INFORMATION SUPPLIED below:

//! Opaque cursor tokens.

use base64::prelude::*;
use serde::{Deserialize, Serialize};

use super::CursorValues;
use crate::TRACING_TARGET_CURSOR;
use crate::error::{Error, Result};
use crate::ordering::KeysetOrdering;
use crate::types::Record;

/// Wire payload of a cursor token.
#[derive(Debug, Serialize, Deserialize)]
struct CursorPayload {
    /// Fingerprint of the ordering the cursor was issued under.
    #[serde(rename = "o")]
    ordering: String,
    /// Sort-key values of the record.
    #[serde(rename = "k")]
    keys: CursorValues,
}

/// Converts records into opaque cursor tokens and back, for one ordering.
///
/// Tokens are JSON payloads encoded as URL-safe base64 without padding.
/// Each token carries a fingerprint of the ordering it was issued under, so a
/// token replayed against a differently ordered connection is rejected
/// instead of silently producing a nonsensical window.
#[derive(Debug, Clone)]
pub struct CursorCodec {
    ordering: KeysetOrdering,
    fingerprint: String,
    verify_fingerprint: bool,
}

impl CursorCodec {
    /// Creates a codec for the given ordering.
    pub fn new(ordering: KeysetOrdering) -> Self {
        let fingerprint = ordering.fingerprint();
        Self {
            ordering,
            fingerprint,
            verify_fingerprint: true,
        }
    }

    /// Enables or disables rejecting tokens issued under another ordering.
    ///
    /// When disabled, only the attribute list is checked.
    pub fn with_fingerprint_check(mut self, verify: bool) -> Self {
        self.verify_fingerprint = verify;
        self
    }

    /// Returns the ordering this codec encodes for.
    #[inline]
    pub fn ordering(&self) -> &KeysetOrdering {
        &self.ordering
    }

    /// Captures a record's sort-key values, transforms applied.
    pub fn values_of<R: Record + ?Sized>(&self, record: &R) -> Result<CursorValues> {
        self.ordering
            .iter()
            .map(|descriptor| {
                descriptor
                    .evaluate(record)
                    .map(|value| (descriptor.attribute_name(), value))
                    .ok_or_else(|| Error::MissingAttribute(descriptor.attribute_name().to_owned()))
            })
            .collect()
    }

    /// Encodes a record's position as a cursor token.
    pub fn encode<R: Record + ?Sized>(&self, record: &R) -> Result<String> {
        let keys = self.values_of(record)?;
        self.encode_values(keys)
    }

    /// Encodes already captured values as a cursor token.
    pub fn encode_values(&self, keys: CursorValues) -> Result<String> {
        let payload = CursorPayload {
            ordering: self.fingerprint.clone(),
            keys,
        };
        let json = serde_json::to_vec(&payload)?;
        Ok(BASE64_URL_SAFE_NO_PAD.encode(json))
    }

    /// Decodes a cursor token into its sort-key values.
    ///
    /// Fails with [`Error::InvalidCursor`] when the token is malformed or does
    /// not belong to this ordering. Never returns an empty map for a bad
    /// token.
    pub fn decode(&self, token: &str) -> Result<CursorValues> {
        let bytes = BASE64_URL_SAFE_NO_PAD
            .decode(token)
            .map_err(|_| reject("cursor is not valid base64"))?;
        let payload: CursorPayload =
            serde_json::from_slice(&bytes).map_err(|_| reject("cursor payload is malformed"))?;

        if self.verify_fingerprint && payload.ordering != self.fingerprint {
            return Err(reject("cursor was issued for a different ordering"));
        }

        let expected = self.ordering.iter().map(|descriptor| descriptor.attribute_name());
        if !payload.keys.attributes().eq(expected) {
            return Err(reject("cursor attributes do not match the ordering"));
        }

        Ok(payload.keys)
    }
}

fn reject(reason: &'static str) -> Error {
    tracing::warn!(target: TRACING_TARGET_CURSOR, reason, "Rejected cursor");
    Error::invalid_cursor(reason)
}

End of INFORMATION SUPPLIED.

## DIRECTIONS
Each line of the entries above that includes the string "CursorCodec" should be copied out.

## ANSWER FOR THIS EXERCISE
pub struct CursorCodec {
impl CursorCodec {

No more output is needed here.